▶ [Task statement]:
For the records that follow, say how many lines have the word "ExecutionReport" in them. Write the number and nothing more.

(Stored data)
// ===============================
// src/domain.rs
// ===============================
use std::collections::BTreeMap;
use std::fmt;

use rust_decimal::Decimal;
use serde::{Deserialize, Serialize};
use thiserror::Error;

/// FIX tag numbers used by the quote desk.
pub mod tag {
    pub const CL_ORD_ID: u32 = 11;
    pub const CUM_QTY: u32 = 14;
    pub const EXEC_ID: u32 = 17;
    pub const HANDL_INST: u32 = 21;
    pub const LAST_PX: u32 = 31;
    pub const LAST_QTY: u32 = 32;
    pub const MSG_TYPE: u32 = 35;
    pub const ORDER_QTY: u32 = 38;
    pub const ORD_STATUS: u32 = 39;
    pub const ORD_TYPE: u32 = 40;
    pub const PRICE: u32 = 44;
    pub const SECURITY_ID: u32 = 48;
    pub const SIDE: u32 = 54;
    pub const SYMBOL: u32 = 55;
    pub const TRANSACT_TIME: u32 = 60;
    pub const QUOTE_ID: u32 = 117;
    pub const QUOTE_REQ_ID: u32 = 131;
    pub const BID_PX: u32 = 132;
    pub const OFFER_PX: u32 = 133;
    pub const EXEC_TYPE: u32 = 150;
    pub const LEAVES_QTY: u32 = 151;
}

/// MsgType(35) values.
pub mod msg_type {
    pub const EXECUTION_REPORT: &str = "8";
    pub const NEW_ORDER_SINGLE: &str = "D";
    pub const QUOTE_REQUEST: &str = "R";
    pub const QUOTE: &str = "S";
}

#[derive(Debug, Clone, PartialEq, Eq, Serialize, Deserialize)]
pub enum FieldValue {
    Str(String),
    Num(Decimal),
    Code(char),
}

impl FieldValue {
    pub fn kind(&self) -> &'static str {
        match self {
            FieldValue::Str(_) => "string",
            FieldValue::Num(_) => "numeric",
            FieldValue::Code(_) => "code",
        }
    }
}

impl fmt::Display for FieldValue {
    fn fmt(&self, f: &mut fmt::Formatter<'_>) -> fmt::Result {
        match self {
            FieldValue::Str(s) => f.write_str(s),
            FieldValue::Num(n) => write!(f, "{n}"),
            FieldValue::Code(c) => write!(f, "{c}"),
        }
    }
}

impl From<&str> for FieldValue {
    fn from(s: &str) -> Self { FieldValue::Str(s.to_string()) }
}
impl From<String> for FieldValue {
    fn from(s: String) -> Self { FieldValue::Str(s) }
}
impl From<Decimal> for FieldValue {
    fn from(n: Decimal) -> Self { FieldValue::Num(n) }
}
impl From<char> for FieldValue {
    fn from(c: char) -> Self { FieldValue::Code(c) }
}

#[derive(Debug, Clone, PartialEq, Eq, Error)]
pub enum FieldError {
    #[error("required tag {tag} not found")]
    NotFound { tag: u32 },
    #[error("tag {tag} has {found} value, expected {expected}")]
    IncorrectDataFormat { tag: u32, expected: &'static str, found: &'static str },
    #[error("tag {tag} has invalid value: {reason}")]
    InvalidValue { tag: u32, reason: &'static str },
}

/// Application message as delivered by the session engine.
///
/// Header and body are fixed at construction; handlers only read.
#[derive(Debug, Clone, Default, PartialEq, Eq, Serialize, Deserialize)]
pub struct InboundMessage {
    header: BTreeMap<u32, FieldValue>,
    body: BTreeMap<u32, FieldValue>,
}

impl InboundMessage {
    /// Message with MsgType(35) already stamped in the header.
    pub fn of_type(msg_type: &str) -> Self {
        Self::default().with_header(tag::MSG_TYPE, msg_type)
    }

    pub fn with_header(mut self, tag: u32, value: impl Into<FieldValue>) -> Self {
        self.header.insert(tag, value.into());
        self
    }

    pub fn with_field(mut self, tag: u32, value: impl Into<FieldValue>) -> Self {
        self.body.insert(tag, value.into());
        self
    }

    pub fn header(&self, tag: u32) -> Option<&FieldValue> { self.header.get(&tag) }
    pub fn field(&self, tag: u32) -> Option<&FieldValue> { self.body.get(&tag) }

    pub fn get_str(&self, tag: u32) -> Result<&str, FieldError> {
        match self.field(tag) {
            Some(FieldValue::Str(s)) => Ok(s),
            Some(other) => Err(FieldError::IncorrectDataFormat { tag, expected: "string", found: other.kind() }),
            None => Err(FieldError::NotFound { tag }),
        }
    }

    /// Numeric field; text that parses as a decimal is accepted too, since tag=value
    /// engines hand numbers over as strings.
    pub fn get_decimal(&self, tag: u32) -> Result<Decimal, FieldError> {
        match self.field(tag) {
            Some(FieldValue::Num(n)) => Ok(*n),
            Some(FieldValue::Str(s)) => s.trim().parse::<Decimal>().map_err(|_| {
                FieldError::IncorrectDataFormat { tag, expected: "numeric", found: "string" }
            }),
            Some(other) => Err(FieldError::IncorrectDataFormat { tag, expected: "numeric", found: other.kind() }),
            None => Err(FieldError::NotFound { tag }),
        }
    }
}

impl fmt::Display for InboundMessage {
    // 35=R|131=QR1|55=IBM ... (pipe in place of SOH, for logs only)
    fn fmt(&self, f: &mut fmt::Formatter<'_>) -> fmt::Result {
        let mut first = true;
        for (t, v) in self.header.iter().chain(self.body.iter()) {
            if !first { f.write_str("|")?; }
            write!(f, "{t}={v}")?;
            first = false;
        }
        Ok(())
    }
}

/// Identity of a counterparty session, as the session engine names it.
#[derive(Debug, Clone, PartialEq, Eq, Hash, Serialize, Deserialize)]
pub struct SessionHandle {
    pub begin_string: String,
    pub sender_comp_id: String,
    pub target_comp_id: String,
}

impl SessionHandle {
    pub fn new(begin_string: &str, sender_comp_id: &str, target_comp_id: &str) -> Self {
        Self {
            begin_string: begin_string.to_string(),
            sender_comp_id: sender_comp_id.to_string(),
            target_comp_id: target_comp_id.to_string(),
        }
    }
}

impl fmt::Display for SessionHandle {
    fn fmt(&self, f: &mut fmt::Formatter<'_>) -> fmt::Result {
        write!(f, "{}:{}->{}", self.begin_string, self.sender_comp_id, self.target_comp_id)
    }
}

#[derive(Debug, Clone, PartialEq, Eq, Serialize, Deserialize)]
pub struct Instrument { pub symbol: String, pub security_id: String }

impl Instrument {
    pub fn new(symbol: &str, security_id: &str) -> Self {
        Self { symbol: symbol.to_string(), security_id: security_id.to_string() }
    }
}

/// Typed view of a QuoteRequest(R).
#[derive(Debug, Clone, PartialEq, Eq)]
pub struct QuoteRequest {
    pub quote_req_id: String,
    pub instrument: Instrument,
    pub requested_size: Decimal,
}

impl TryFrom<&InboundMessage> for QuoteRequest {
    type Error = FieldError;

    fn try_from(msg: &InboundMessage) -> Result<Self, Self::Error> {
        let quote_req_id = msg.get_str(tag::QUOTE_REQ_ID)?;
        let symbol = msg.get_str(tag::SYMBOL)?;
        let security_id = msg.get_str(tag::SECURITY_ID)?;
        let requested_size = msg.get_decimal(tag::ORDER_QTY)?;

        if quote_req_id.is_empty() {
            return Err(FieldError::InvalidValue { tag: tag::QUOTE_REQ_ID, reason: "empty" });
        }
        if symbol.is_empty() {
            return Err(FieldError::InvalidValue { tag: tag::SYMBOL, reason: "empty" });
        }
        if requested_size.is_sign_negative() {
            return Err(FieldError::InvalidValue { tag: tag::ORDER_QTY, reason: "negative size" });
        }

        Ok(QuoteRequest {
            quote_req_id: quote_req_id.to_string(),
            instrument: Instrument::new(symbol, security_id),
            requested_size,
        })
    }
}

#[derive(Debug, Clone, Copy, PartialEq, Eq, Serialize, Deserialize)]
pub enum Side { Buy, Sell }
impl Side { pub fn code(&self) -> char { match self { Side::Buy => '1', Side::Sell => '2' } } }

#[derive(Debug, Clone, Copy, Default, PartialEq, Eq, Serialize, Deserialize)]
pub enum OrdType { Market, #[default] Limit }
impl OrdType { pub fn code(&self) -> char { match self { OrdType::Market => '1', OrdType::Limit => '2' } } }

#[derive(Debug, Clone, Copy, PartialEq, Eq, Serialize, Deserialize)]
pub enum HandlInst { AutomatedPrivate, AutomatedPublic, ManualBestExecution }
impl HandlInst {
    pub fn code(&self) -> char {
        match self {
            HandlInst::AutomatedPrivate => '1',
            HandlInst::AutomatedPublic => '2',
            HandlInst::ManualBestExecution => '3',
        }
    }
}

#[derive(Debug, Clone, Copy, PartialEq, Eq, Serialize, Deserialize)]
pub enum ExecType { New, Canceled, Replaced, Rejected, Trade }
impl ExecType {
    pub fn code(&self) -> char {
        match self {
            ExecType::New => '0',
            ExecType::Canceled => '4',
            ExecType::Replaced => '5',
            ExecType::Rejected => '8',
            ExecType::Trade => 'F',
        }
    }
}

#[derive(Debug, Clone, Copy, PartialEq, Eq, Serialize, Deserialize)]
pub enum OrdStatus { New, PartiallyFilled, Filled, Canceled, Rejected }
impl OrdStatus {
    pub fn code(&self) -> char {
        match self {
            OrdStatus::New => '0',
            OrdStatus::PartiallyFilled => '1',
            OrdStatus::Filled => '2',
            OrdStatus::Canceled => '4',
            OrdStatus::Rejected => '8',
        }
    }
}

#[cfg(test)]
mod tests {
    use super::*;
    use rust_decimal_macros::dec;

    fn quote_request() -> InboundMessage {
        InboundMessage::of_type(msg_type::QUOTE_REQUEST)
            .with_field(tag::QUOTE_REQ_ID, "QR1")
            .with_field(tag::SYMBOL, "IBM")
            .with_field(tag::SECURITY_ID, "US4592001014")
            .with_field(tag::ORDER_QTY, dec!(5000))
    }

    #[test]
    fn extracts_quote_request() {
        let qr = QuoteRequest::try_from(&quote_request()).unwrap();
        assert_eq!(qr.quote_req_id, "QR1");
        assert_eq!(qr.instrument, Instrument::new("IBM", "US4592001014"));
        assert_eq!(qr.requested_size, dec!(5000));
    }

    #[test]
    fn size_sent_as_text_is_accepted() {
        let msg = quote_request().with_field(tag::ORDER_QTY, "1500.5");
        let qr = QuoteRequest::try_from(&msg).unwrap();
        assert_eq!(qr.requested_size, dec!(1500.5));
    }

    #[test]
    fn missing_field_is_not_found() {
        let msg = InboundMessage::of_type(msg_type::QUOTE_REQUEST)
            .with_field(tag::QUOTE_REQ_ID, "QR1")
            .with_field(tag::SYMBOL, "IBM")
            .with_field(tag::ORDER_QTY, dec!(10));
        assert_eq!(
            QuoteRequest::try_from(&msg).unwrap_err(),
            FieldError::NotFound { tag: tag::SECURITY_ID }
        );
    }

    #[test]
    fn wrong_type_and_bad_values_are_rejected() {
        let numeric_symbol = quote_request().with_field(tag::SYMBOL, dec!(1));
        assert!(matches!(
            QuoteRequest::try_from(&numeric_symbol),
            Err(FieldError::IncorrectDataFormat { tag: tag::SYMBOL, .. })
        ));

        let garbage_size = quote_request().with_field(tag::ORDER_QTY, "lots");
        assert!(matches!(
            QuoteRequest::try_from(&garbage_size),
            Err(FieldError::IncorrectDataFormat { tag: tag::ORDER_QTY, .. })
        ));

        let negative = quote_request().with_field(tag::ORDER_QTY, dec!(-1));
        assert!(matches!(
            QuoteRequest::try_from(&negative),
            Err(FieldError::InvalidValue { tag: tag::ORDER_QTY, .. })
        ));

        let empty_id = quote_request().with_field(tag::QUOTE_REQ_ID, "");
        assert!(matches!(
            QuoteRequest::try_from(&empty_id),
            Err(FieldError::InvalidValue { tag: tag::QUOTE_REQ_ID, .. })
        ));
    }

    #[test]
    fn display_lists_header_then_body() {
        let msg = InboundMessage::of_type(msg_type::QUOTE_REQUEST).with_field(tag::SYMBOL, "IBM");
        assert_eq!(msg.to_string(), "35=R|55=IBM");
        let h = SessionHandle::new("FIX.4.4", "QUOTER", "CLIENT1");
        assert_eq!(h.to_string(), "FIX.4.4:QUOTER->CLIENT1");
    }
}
---
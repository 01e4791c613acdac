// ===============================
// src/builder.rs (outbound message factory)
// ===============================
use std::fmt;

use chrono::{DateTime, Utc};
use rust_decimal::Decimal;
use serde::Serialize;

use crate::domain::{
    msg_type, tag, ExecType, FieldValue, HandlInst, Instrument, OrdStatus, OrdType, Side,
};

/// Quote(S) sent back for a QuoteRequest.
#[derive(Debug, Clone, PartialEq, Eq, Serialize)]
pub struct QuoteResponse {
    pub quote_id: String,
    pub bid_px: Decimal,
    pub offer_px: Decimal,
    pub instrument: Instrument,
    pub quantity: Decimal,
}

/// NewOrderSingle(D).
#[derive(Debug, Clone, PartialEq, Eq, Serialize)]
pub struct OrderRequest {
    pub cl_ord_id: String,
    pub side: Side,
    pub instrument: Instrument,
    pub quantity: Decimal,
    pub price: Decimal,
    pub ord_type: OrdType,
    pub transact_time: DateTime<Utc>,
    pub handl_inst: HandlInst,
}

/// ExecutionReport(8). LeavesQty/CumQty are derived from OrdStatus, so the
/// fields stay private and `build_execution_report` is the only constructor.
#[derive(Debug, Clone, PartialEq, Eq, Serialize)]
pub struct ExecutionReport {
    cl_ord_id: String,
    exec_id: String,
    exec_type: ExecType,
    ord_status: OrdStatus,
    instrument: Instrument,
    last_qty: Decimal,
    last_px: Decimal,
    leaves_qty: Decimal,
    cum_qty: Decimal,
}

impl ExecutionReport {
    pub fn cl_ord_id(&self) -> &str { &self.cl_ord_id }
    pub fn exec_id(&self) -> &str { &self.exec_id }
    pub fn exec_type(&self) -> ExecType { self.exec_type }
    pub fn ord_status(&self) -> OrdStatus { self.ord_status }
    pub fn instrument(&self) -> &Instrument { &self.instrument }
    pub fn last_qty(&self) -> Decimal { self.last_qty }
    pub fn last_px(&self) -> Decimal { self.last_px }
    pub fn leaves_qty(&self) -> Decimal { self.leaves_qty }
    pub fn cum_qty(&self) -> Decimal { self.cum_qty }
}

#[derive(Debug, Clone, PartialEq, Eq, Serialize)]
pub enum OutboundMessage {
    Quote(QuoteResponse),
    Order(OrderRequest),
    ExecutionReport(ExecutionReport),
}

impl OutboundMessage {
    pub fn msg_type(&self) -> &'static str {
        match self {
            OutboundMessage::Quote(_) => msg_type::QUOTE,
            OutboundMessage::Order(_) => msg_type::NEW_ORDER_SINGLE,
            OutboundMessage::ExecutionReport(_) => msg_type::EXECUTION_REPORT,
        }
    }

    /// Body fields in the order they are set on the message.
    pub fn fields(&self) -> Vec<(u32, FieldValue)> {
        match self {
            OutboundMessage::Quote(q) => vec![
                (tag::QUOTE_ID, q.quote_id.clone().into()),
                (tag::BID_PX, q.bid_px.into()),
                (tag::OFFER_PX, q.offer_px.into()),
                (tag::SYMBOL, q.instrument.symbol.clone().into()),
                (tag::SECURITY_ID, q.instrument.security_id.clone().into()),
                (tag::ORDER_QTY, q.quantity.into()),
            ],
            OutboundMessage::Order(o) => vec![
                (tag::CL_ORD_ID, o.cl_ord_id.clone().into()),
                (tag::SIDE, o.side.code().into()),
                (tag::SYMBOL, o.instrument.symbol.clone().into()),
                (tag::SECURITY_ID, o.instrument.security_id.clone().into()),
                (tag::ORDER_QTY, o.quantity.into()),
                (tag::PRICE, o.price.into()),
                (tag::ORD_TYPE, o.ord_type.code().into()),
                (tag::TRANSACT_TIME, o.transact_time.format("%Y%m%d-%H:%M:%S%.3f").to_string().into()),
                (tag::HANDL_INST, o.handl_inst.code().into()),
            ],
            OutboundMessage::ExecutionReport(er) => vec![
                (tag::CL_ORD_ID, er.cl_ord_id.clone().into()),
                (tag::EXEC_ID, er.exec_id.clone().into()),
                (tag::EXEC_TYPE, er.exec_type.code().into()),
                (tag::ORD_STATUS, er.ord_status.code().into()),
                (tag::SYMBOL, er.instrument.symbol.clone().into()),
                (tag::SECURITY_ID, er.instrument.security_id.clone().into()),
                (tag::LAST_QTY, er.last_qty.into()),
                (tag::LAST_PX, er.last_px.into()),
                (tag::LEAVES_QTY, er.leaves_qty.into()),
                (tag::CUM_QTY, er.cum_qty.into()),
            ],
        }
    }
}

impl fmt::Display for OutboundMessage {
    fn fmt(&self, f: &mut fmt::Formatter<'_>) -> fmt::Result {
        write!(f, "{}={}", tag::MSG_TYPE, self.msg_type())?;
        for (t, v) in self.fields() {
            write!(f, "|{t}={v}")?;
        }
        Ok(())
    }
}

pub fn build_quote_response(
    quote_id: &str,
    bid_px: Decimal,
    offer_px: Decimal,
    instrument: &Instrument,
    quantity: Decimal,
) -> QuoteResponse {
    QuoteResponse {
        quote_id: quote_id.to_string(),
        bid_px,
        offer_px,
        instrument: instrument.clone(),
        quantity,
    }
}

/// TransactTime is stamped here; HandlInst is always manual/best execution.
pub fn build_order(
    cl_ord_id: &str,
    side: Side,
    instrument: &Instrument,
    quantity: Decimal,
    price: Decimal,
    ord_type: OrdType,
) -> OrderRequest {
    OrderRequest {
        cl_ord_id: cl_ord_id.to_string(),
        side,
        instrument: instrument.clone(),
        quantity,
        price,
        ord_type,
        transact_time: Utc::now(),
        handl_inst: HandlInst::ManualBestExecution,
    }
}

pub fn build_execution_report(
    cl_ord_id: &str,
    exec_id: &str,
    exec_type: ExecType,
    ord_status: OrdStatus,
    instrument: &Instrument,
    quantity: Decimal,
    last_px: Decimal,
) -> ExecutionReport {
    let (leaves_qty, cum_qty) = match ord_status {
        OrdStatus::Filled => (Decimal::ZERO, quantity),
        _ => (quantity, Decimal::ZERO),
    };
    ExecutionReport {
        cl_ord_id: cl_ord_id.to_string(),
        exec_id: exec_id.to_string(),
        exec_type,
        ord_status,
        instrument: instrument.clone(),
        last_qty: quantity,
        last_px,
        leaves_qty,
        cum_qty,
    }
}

▶ [Answer to the problem]:
8